CVE-2025-13634 is a security vulnerability identified in Google Chrome on Windows platforms prior to version 143.0.7499.41. The flaw arises from an inappropriate implementation in the Downloads component of Chrome, specifically related to the handling of the mark of the web (MOTW) security feature. MOTW is designed to tag files downloaded from the internet with metadata that enforces security restrictions when those files are opened, such as triggering warnings or sandboxing. This vulnerability allows a local attacker—someone with access to the victim's machine—to craft a malicious HTML page that bypasses the MOTW protections. By doing so, the attacker can cause downloaded files to be treated as if they were from a trusted source, potentially enabling the execution of malicious code or scripts without the usual security prompts or restrictions. The vulnerability does not require remote exploitation or user interaction beyond local access, which limits the attack surface but still poses a risk in environments where local access can be obtained or where users might be tricked into opening crafted HTML files. No public exploits have been reported, and Google has not assigned a CVSS score but classified the severity as medium. The issue was publicly disclosed on December 2, 2025, and fixed in Chrome version 143.0.7499.41. The lack of a CVSS score necessitates an independent severity assessment based on the impact on confidentiality, integrity, and availability, ease of exploitation, and scope of affected systems.
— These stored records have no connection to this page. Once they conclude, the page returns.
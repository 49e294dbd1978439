/*!
 * Allocator Types
 * Common types for the simulated allocators
 */

use crate::core::types::{Address, BlockId, Size};
use serde::{Deserialize, Deserializer, Serialize, Serializer};
use std::fmt;
use thiserror::Error;

/// Allocator operation result
pub type AllocResult<T> = Result<T, AllocError>;

/// Allocator errors
///
/// All failures leave the allocator's block structure unchanged; the
/// caller decides whether to report and continue.
#[derive(Error, Debug, Clone, PartialEq, Eq)]
pub enum AllocError {
    #[error("Out of memory: no free block can satisfy {requested} bytes")]
    OutOfMemory { requested: Size },

    #[error("Unknown block id: {0}")]
    UnknownId(BlockId),

    #[error("No used block at address 0x{0:x}")]
    UnknownAddress(Address),

    #[error("Zero-sized allocation request")]
    ZeroSize,

    #[error("Allocator not initialized")]
    Uninitialized,
}

/// Placement strategy for the contiguous allocator
#[derive(Debug, Clone, Copy, PartialEq, Eq, Default)]
pub enum FitStrategy {
    /// First free block large enough, in address order
    #[default]
    FirstFit,
    /// Smallest free block large enough (ties: lowest address)
    BestFit,
    /// Largest free block large enough (ties: lowest address)
    WorstFit,
}

impl FitStrategy {
    /// Parse from string representation; unrecognized names fall back to first-fit
    pub fn parse(s: &str) -> Self {
        match s {
            "best_fit" => Self::BestFit,
            "worst_fit" => Self::WorstFit,
            _ => Self::FirstFit,
        }
    }

    /// Convert to string representation
    pub const fn as_str(&self) -> &'static str {
        match self {
            Self::FirstFit => "first_fit",
            Self::BestFit => "best_fit",
            Self::WorstFit => "worst_fit",
        }
    }
}

impl fmt::Display for FitStrategy {
    fn fmt(&self, f: &mut fmt::Formatter<'_>) -> fmt::Result {
        f.write_str(self.as_str())
    }
}

impl Serialize for FitStrategy {
    fn serialize<S>(&self, serializer: S) -> Result<S::Ok, S::Error>
    where
        S: Serializer,
    {
        serializer.serialize_str(self.as_str())
    }
}

impl<'de> Deserialize<'de> for FitStrategy {
    fn deserialize<D>(deserializer: D) -> Result<Self, D::Error>
    where
        D: Deserializer<'de>,
    {
        let s = String::deserialize(deserializer)?;
        Ok(Self::parse(&s))
    }
}

/// One contiguous block in the simulated extent
///
/// Blocks partition `[0, total)` with no gaps and no overlaps.
#[derive(Debug, Clone, PartialEq, Eq, Serialize, Deserialize)]
pub struct Block {
    /// Allocation id; 0 while the block is free
    pub id: BlockId,
    pub addr: Address,
    pub size: Size,
    /// Originally requested size; `size - requested` is internal fragmentation
    pub requested: Size,
    pub free: bool,
}

impl Block {
    pub fn new_free(addr: Address, size: Size) -> Self {
        Self {
            id: 0,
            addr,
            size,
            requested: 0,
            free: true,
        }
    }

    /// One past the last address covered by this block
    pub fn end(&self) -> Address {
        self.addr + self.size
    }
}

/// Snapshot of contiguous-allocator health
#[derive(Debug, Clone, Serialize, Deserialize)]
pub struct AllocStats {
    pub total: Size,
    pub used: Size,
    pub free: Size,
    pub internal_fragmentation: Size,
    pub external_fragmentation_pct: f64,
    pub utilization_pct: f64,
    pub attempts: u64,
    pub successes: u64,
    pub failures: u64,
    pub success_rate_pct: f64,
}

impl fmt::Display for AllocStats {
    fn fmt(&self, f: &mut fmt::Formatter<'_>) -> fmt::Result {
        writeln!(f, "Total memory: {}", self.total)?;
        writeln!(f, "Used memory: {}", self.used)?;
        writeln!(f, "Free memory: {}", self.free)?;
        writeln!(f, "Internal fragmentation: {} bytes", self.internal_fragmentation)?;
        writeln!(f, "External fragmentation: {}%", self.external_fragmentation_pct)?;
        writeln!(f, "Utilization: {}%", self.utilization_pct)?;
        write!(
            f,
            "Allocation attempts: {} successes: {} failures: {} success rate: {}%",
            self.attempts, self.successes, self.failures, self.success_rate_pct
        )
    }
}

/// One live buddy allocation
#[derive(Debug, Clone, PartialEq, Eq, Serialize, Deserialize)]
pub struct BuddyAllocation {
    pub id: BlockId,
    pub addr: Address,
    pub size: Size,
}

/// Snapshot of the buddy allocator's free lists and live allocations
#[derive(Debug, Clone, Serialize, Deserialize)]
pub struct BuddyDump {
    /// Free block addresses, indexed by order (`size = 2^order`)
    pub free_lists: Vec<Vec<Address>>,
    /// Live allocations, sorted by id
    pub allocated: Vec<BuddyAllocation>,
}

/// Snapshot of buddy-allocator health
#[derive(Debug, Clone, Serialize, Deserialize)]
pub struct BuddyStats {
    pub total: Size,
    pub used: Size,
    pub live_allocations: usize,
}

impl fmt::Display for BuddyStats {
    fn fmt(&self, f: &mut fmt::Formatter<'_>) -> fmt::Result {
        write!(
            f,
            "Total: {} Used: {} Allocations: {}",
            self.total, self.used, self.live_allocations
        )
    }
}
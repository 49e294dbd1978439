/*!
 * Cache Hierarchy Simulator
 *
 * Set-associative cache levels with FIFO/LRU replacement and two-level
 * latency composition.
 */

mod level;
mod types;

pub use level::CacheLevel;
pub use types::{AccessOutcome, CacheError, CacheResult, CacheStats, ReplacementPolicy};
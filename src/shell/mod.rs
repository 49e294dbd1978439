/*!
 * Interactive Shell
 *
 * Line-oriented command dispatcher over the simulation engines. Owns one
 * instance of each engine for the process lifetime, routes `malloc`/`free`
 * to the active allocator, and composes translation with the cache
 * hierarchy for `access`.
 */

use crate::alloc::{BlockAllocator, BuddyAllocator, FitStrategy};
use crate::cache::{CacheLevel, ReplacementPolicy};
use crate::core::types::BlockId;
use crate::physical::PhysicalMemory;
use crate::vm::VirtualMemoryTranslator;
use serde_json::json;
use std::fmt::Write as _;

/// Shell prompt rendered before each command line
pub const PROMPT: &str = "memsim> ";

const HELP: &str = "Commands: init memory <n>, set allocator <first_fit|best_fit|worst_fit|buddy>, \
set cache <l1|l2> <size> <block> <assoc> <fifo|lru>, set vm <virt> <page> <phys>, \
malloc <n>, free <id|0xaddr>, dump <memory|buddy>, stats [json], access <addr>, \
vm <init|access|stats>, exit";

/// Which allocator `malloc` and `free` route to
#[derive(Debug, Clone, Copy, PartialEq, Eq, Default)]
enum ActiveAllocator {
    #[default]
    Simple,
    Buddy,
}

/// Command dispatcher owning one instance of each engine
#[derive(Default)]
pub struct Shell {
    physical: PhysicalMemory,
    alloc: BlockAllocator,
    buddy: BuddyAllocator,
    l1: CacheLevel,
    l2: CacheLevel,
    vm: VirtualMemoryTranslator,
    active: ActiveAllocator,
}

impl Shell {
    pub fn new() -> Self {
        Self::default()
    }

    /// Dispatch one command line; `None` means the shell should exit
    pub fn execute(&mut self, line: &str) -> Option<String> {
        let tokens: Vec<&str> = line.split_whitespace().collect();
        let Some(&cmd) = tokens.first() else {
            return Some(String::new());
        };
        match cmd {
            "exit" | "quit" => None,
            "init" => Some(self.cmd_init(&tokens[1..])),
            "set" => Some(self.cmd_set(&tokens[1..])),
            "malloc" => Some(self.cmd_malloc(&tokens[1..])),
            "free" => Some(self.cmd_free(&tokens[1..])),
            "dump" => Some(self.cmd_dump(&tokens[1..])),
            "stats" => Some(self.cmd_stats(&tokens[1..])),
            "access" => Some(self.cmd_access(&tokens[1..])),
            "vm" => Some(self.cmd_vm(&tokens[1..])),
            _ => Some(format!("Unknown command: {cmd}\n{HELP}")),
        }
    }

    fn cmd_init(&mut self, args: &[&str]) -> String {
        match args {
            ["memory", n] => {
                let Some(n) = parse_number(n) else {
                    return format!("Invalid size: {n}");
                };
                self.physical.init(n);
                self.alloc.init(n);
                self.buddy.init(n);
                format!("Initialized memory {n} bytes")
            }
            _ => "Usage: init memory <bytes>".into(),
        }
    }

    fn cmd_set(&mut self, args: &[&str]) -> String {
        match args {
            ["allocator", s] => {
                if *s == "buddy" {
                    self.active = ActiveAllocator::Buddy;
                    self.buddy.init(self.physical.size());
                } else {
                    self.active = ActiveAllocator::Simple;
                    self.alloc.set_strategy(FitStrategy::parse(s));
                }
                format!("Allocator set to {s}")
            }
            ["cache", level @ ("l1" | "l2"), size, block, assoc, policy] => {
                let (Some(size), Some(block), Some(assoc)) =
                    (parse_number(size), parse_number(block), parse_number(assoc))
                else {
                    return "Usage: set cache <l1|l2> <size> <block> <assoc> <fifo|lru>".into();
                };
                let policy = ReplacementPolicy::parse(policy);
                let cache = match *level {
                    "l1" => &mut self.l1,
                    _ => &mut self.l2,
                };
                match cache.init(size, block, assoc, policy) {
                    Ok(()) => format!(
                        "Initialized {} cache: size={} block={} assoc={} policy={}",
                        level.to_uppercase(),
                        size,
                        block,
                        assoc,
                        policy
                    ),
                    Err(e) => format!("Cache init failed: {e}"),
                }
            }
            ["vm", virt, page, phys] => {
                let (Some(virt), Some(page), Some(phys)) =
                    (parse_number(virt), parse_number(page), parse_number(phys))
                else {
                    return "Usage: set vm <virt> <page> <phys>".into();
                };
                self.vm.init(virt, page, phys);
                "VM initialized".into()
            }
            _ => "Usage: set <allocator|cache|vm> ...".into(),
        }
    }

    fn cmd_malloc(&mut self, args: &[&str]) -> String {
        let Some(n) = args.first().and_then(|t| parse_number(t)) else {
            return "Usage: malloc <bytes>".into();
        };
        match self.active {
            ActiveAllocator::Simple => match self.alloc.allocate(n) {
                Ok(id) => format!("Allocated block id={id}"),
                Err(e) => format!("Allocation failed: {e}"),
            },
            ActiveAllocator::Buddy => match self.buddy.allocate(n) {
                Ok(id) => format!("Allocated buddy id={id}"),
                Err(e) => format!("Buddy allocation failed: {e}"),
            },
        }
    }

    fn cmd_free(&mut self, args: &[&str]) -> String {
        let Some(&token) = args.first() else {
            return "Usage: free <id|0xaddr>".into();
        };
        if token.starts_with("0x") || token.starts_with("0X") {
            let Some(addr) = parse_number(token) else {
                return format!("Invalid address: {token}");
            };
            return match self.active {
                ActiveAllocator::Simple => match self.alloc.free_by_addr(addr) {
                    Ok(()) => format!("Block at {token} freed"),
                    Err(e) => format!("Free failed: {e}"),
                },
                ActiveAllocator::Buddy => {
                    "Free by address not supported for buddy allocator".into()
                }
            };
        }
        let Ok(id) = token.parse::<BlockId>() else {
            return format!("Invalid block id: {token}");
        };
        let result = match self.active {
            ActiveAllocator::Simple => self.alloc.free_by_id(id),
            ActiveAllocator::Buddy => self.buddy.free_by_id(id),
        };
        match result {
            Ok(()) => format!("Block {id} freed"),
            Err(e) => format!("Free failed: {e}"),
        }
    }

    fn cmd_dump(&self, args: &[&str]) -> String {
        match args.first() {
            Some(&"memory") => {
                let mut out = String::new();
                for b in self.alloc.dump() {
                    let end = b.end().saturating_sub(1);
                    if b.free {
                        let _ = writeln!(out, "[0x{:04X} - 0x{:04X}] FREE", b.addr, end);
                    } else {
                        let _ = writeln!(
                            out,
                            "[0x{:04X} - 0x{:04X}] USED (id={}) size={}",
                            b.addr, end, b.id, b.size
                        );
                    }
                }
                out.trim_end().to_string()
            }
            Some(&"buddy") => {
                let dump = self.buddy.dump();
                let mut out = String::from("Buddy allocator dump:");
                for (order, addrs) in dump.free_lists.iter().enumerate() {
                    let joined = addrs
                        .iter()
                        .map(|a| a.to_string())
                        .collect::<Vec<_>>()
                        .join(",");
                    let _ = write!(out, "\norder {} (size={}): {}", order, 1usize << order, joined);
                }
                for a in &dump.allocated {
                    let _ = write!(out, "\nid={} addr={} size={}", a.id, a.addr, a.size);
                }
                out
            }
            _ => "Usage: dump <memory|buddy>".into(),
        }
    }

    fn cmd_stats(&self, args: &[&str]) -> String {
        if args.first() == Some(&"json") {
            let value = json!({
                "allocator": self.alloc.stats(),
                "buddy": self.buddy.stats(),
                "cache_l1": self.l1.stats(),
                "cache_l2": self.l2.stats(),
                "vm": self.vm.stats(),
            });
            return serde_json::to_string_pretty(&value).unwrap_or_default();
        }
        format!(
            "{}\n{}\n{}\n{}\n{}",
            self.alloc.stats(),
            self.buddy.stats(),
            self.l1.stats(),
            self.l2.stats(),
            self.vm.stats()
        )
    }

    fn cmd_access(&mut self, args: &[&str]) -> String {
        let Some(&token) = args.first() else {
            return "Usage: access <addr>".into();
        };
        if !self.l1.is_initialized() {
            return "Error: L1 cache not initialized. Use: set cache l1 <size> <block> <assoc> <fifo|lru>"
                .into();
        }
        let Some(addr) = parse_number(token) else {
            return format!("Invalid address: {token}");
        };
        // Feed the translated address to the cache; fall back to the raw
        // address when translation is unavailable
        let paddr = self.vm.translate(addr).unwrap_or(addr);
        let outcome = self.l1.access_with_level(paddr, Some(&mut self.l2));
        format!(
            "Access {} -> phys=0x{:x} [{} | {} cycles]",
            token,
            paddr,
            outcome,
            outcome.latency()
        )
    }

    fn cmd_vm(&mut self, args: &[&str]) -> String {
        match args {
            ["init", virt, page, phys] => {
                let (Some(virt), Some(page), Some(phys)) =
                    (parse_number(virt), parse_number(page), parse_number(phys))
                else {
                    return "Usage: vm init <virt> <page> <phys>".into();
                };
                self.vm.init(virt, page, phys);
                format!("VM initialized: virt={virt} page={page} phys={phys}")
            }
            ["access", token] => {
                let Some(addr) = parse_number(token) else {
                    return format!("Invalid address: {token}");
                };
                match self.vm.translate(addr) {
                    Ok(paddr) => format!("VM: vaddr={token} -> paddr={paddr}"),
                    Err(e) => format!("VM translation failed: {e}"),
                }
            }
            ["stats"] => self.vm.stats().to_string(),
            _ => "Usage: vm <init|access|stats>".into(),
        }
    }
}

/// Parse a decimal or 0x-prefixed hexadecimal number
fn parse_number(token: &str) -> Option<usize> {
    if let Some(hex) = token.strip_prefix("0x").or_else(|| token.strip_prefix("0X")) {
        usize::from_str_radix(hex, 16).ok()
    } else {
        token.parse().ok()
    }
}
For European organizations, this vulnerability could lead to the execution of malicious code with fewer security restrictions if an attacker gains local access or convinces a user to open a crafted HTML file. This could compromise sensitive data confidentiality and system integrity, especially in environments with shared or less controlled access to endpoints. The bypass of MOTW may facilitate the spread of malware or unauthorized scripts, increasing the risk of data breaches or system compromise. Organizations subject to strict data protection regulations such as GDPR could face compliance risks if this vulnerability is exploited. The impact is more pronounced in sectors with high security requirements, including finance, healthcare, and government. However, since exploitation requires local access, remote attacks are less likely, reducing the overall threat level but not eliminating it. The absence of known exploits in the wild suggests that immediate risk is moderate but warrants prompt remediation to prevent future exploitation.

The primary mitigation is to update Google Chrome on Windows systems to version 143.0.7499.41 or later, where the vulnerability is patched. Organizations should enforce strict update policies to ensure timely deployment of security patches. Additionally, restrict local access to trusted users only, employing strong endpoint security controls such as user account management, least privilege principles, and endpoint detection and response (EDR) solutions. Educate users about the risks of opening untrusted HTML files and implement application whitelisting to prevent execution of unauthorized scripts or files. Network segmentation and monitoring can help detect suspicious local activity. For environments with high security needs, consider disabling or restricting the use of local HTML files or downloads from untrusted sources. Regularly audit and review local user permissions and access controls to minimize the risk of local exploitation.